Leading in the national polls, Barack Obama on Thursday expressed cautious optimism as he and John McCain put the final presidential debate behind them and fanned out to battleground states for the sprint to the Nov. 4 finish line.

"We now have 19 days," Obama, the Democratic presidential nominee, said at a breakfast fundraiser in New York City. "We are now 19 days not from the end but from the beginning. The amount of work that is going to be involved for the next president is going to be extraordinary."

But, he said, for anyone getting cocky or giddy, "two words for you: New Hampshire. I've been in these positions before where we were favored and the press starts getting carried away, and we end up getting spanked." Obama won the Iowa caucuses, only to lose to Hillary Rodham Clinton in New Hampshire in the primary.

Obama leads in the national polls and in surveys in many battleground states, an advantage built in the weeks since the economic crisis has dominated front pages.

In Downington, Pa., McCain told cheering crowds that he expects a tight contest for the Keystone State.

"We must fight for this state, we need your help," the Arizona Republican said. "It's a close race."

McCain's campaign, while acknowledged it is behind, challenged the size of an Obama lead in most polls.

"This campaign and this election are closer than some of the polls represent," McCain spokesman Tucker Bounds told MSNBC.

McCain also scheduled a "make-up" visit to the Late Show with David Letterman in New York, which he had canceled during the Congressional debate over a financial rescue package.

The presidential contenders get to share the same stage one last time in an appearance Thursday evening at the Alfred E. Smith dinner in New York City, a traditional stop for the candidates in the waning weeks of presidential elections.

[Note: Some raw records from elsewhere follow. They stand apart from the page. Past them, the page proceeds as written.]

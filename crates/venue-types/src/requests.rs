//! # Session Requests
//!
//! Requests produced by the harness. The session decides how they are framed
//! on the wire; this crate only fixes their shape.

use crate::correlation::CorrelationId;
use crate::events::fields;
use serde::{Deserialize, Serialize};
use std::collections::BTreeMap;
use std::fmt;
use std::str::FromStr;

/// Request operation kind.
#[derive(Debug, Clone, Copy, PartialEq, Eq, Hash, Serialize, Deserialize)]
#[serde(rename_all = "SCREAMING_SNAKE_CASE")]
pub enum Operation {
    CreateOrder,
    CancelOrder,
}

impl fmt::Display for Operation {
    fn fmt(&self, f: &mut fmt::Formatter<'_>) -> fmt::Result {
        match self {
            Operation::CreateOrder => f.write_str("CREATE_ORDER"),
            Operation::CancelOrder => f.write_str("CANCEL_ORDER"),
        }
    }
}

/// Order side.
#[derive(Debug, Clone, Copy, PartialEq, Eq, Hash, Serialize, Deserialize)]
#[serde(rename_all = "SCREAMING_SNAKE_CASE")]
pub enum Side {
    Buy,
    Sell,
}

impl Side {
    pub fn as_str(&self) -> &'static str {
        match self {
            Side::Buy => "BUY",
            Side::Sell => "SELL",
        }
    }
}

impl fmt::Display for Side {
    fn fmt(&self, f: &mut fmt::Formatter<'_>) -> fmt::Result {
        f.write_str(self.as_str())
    }
}

impl FromStr for Side {
    type Err = String;

    fn from_str(s: &str) -> Result<Self, Self::Err> {
        match s.trim().to_ascii_uppercase().as_str() {
            "BUY" => Ok(Side::Buy),
            "SELL" => Ok(Side::Sell),
            other => Err(format!("unknown side '{}' (expected BUY or SELL)", other)),
        }
    }
}

/// Named credential values for a venue.
///
/// `Debug` never prints the raw values.
#[derive(Clone, Default, PartialEq, Eq)]
pub struct Credentials {
    values: BTreeMap<String, String>,
}

impl Credentials {
    pub fn new() -> Self {
        Self::default()
    }

    #[must_use]
    pub fn with(mut self, name: impl Into<String>, value: impl Into<String>) -> Self {
        self.values.insert(name.into(), value.into());
        self
    }

    pub fn get(&self, name: &str) -> Option<&str> {
        self.values.get(name).map(String::as_str)
    }

    pub fn names(&self) -> impl Iterator<Item = &str> {
        self.values.keys().map(String::as_str)
    }

    pub fn len(&self) -> usize {
        self.values.len()
    }

    pub fn is_empty(&self) -> bool {
        self.values.is_empty()
    }

    /// Name to masked-value pairs, safe to log.
    pub fn masked(&self) -> BTreeMap<&str, String> {
        self.values
            .iter()
            .map(|(k, v)| (k.as_str(), mask(v)))
            .collect()
    }
}

impl fmt::Debug for Credentials {
    fn fmt(&self, f: &mut fmt::Formatter<'_>) -> fmt::Result {
        f.debug_map().entries(self.masked()).finish()
    }
}

/// Keep a short prefix of long secrets so operators can tell keys apart.
fn mask(value: &str) -> String {
    if value.chars().count() > 8 {
        let prefix: String = value.chars().take(4).collect();
        format!("{}****", prefix)
    } else {
        "****".to_string()
    }
}

/// A request sent through a session.
#[derive(Debug, Clone, Serialize, Deserialize)]
pub struct Request {
    pub operation: Operation,
    /// Target venue, e.g. `kucoin`
    pub venue: String,
    /// Venue instrument symbol
    pub instrument: String,
    #[serde(skip)]
    pub credentials: Credentials,
    /// Operation-specific parameters
    pub params: BTreeMap<String, String>,
    pub correlation_id: CorrelationId,
}

impl Request {
    pub fn new(
        operation: Operation,
        venue: impl Into<String>,
        instrument: impl Into<String>,
        credentials: Credentials,
    ) -> Self {
        Self {
            operation,
            venue: venue.into(),
            instrument: instrument.into(),
            credentials,
            params: BTreeMap::new(),
            correlation_id: CorrelationId::empty(),
        }
    }

    /// Build a limit order creation request
    pub fn create_order(
        venue: impl Into<String>,
        instrument: impl Into<String>,
        credentials: Credentials,
        side: Side,
        quantity: &str,
        limit_price: &str,
        client_order_id: &str,
    ) -> Self {
        Self::new(Operation::CreateOrder, venue, instrument, credentials)
            .with_param(fields::SIDE, side.as_str())
            .with_param(fields::QUANTITY, quantity)
            .with_param(fields::LIMIT_PRICE, limit_price)
            .with_param(fields::CLIENT_ORDER_ID, client_order_id)
    }

    /// Build a cancellation request for a venue order id
    pub fn cancel_order(
        venue: impl Into<String>,
        instrument: impl Into<String>,
        credentials: Credentials,
        order_id: &str,
    ) -> Self {
        Self::new(Operation::CancelOrder, venue, instrument, credentials)
            .with_param(fields::ORDER_ID, order_id)
    }

    #[must_use]
    pub fn with_param(mut self, name: impl Into<String>, value: impl Into<String>) -> Self {
        self.params.insert(name.into(), value.into());
        self
    }

    pub fn param(&self, name: &str) -> Option<&str> {
        self.params.get(name).map(String::as_str)
    }

    pub fn set_correlation_id(&mut self, correlation_id: CorrelationId) {
        self.correlation_id = correlation_id;
    }
}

The charity dinner is run by the Archdiocese of New York to raise money for underprivileged children.

Otherwise, Gov. Sarah Palin, McCain's running mate, also stumps for votes in Maine and North Carolina, while Sen. Joe Biden, D-Del., Obama's running mate, will visit The Tonight Show with Jay Leno, in a bit of counter-programming to McCain's late-night TV outing.

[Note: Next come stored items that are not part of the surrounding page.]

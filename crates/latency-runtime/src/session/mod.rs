//! Session implementations shipped with the binary.
//!
//! Real exchange connectivity lives outside this workspace and plugs in
//! through `latency_core::Session`.

pub mod simulated;

pub use simulated::{SessionStats, SimulatedSession, SimulatedVenue, SimulationConfig};
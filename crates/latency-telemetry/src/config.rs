//! Telemetry configuration from environment variables.

use std::env;

/// Configuration for log output.
#[derive(Debug, Clone, PartialEq, Eq)]
pub struct TelemetryConfig {
    /// Service name attached to every log line
    pub service_name: String,

    /// Filter directive (trace, debug, info, warn, error, or `target=level` lists)
    pub log_level: String,

    /// Whether to write logs at all
    pub console_output: bool,

    /// Whether to emit one JSON object per line instead of text
    pub json_logs: bool,
}

impl Default for TelemetryConfig {
    fn default() -> Self {
        Self {
            service_name: "order-latency".to_string(),
            log_level: "info".to_string(),
            console_output: true,
            json_logs: false,
        }
    }
}

impl TelemetryConfig {
    /// Create configuration from environment variables.
    ///
    /// # Environment Variables
    ///
    /// - `OL_SERVICE_NAME`: Service name (default: order-latency)
    /// - `OL_LOG_LEVEL` or `RUST_LOG`: Log filter (default: info)
    /// - `OL_CONSOLE_OUTPUT`: Enable log output (default: true)
    /// - `OL_JSON_LOGS`: Enable JSON logs (default: false)
    pub fn from_env() -> Self {
        Self::from_lookup(|key| env::var(key).ok())
    }

    /// Same as [`TelemetryConfig::from_env`] with a custom variable source.
    pub fn from_lookup<F>(lookup: F) -> Self
    where
        F: Fn(&str) -> Option<String>,
    {
        let defaults = Self::default();

        Self {
            service_name: lookup("OL_SERVICE_NAME").unwrap_or(defaults.service_name),

            log_level: lookup("OL_LOG_LEVEL")
                .or_else(|| lookup("RUST_LOG"))
                .unwrap_or(defaults.log_level),

            console_output: lookup("OL_CONSOLE_OUTPUT")
                .map(|v| v.to_lowercase() != "false" && v != "0")
                .unwrap_or(defaults.console_output),

            json_logs: lookup("OL_JSON_LOGS")
                .map(|v| v.to_lowercase() == "true" || v == "1")
                .unwrap_or(defaults.json_logs),
        }
    }

    /// Override the level, e.g. from a `--log-level` flag.
    pub fn with_log_level(mut self, level: impl Into<String>) -> Self {
        self.log_level = level.into();
        self
    }

    pub fn with_json_logs(mut self, json_logs: bool) -> Self {
        self.json_logs = json_logs;
        self
    }
}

One clue as to how the campaigns size up the race less than three weeks from election day is where they are spending their TV advertising resources and what states they plan to visit.

For the first time, the Obama campaign is launching TV ads in West Virginia, which George W. Bush won four years ago and hadn't been on the list of target states until recently, two Democrats with knowledge of the strategy tell the Associated Press.

Obama lost West Virginia in the Democratic primary to Clinton as he struggled to win over working-class whites. But Democrats say the economic turmoil in the hard-hit state and TV ads Obama has been running in its neighboring states have made West Virginia competitive. These Democrats spoke to the AP on the condition of anonymity to avoid angering the campaign.

At the same time, the Republican National Committee is halting presidential ads in Wisconsin and Maine, turning much of its attention to usually Republican states where McCain shows signs of faltering.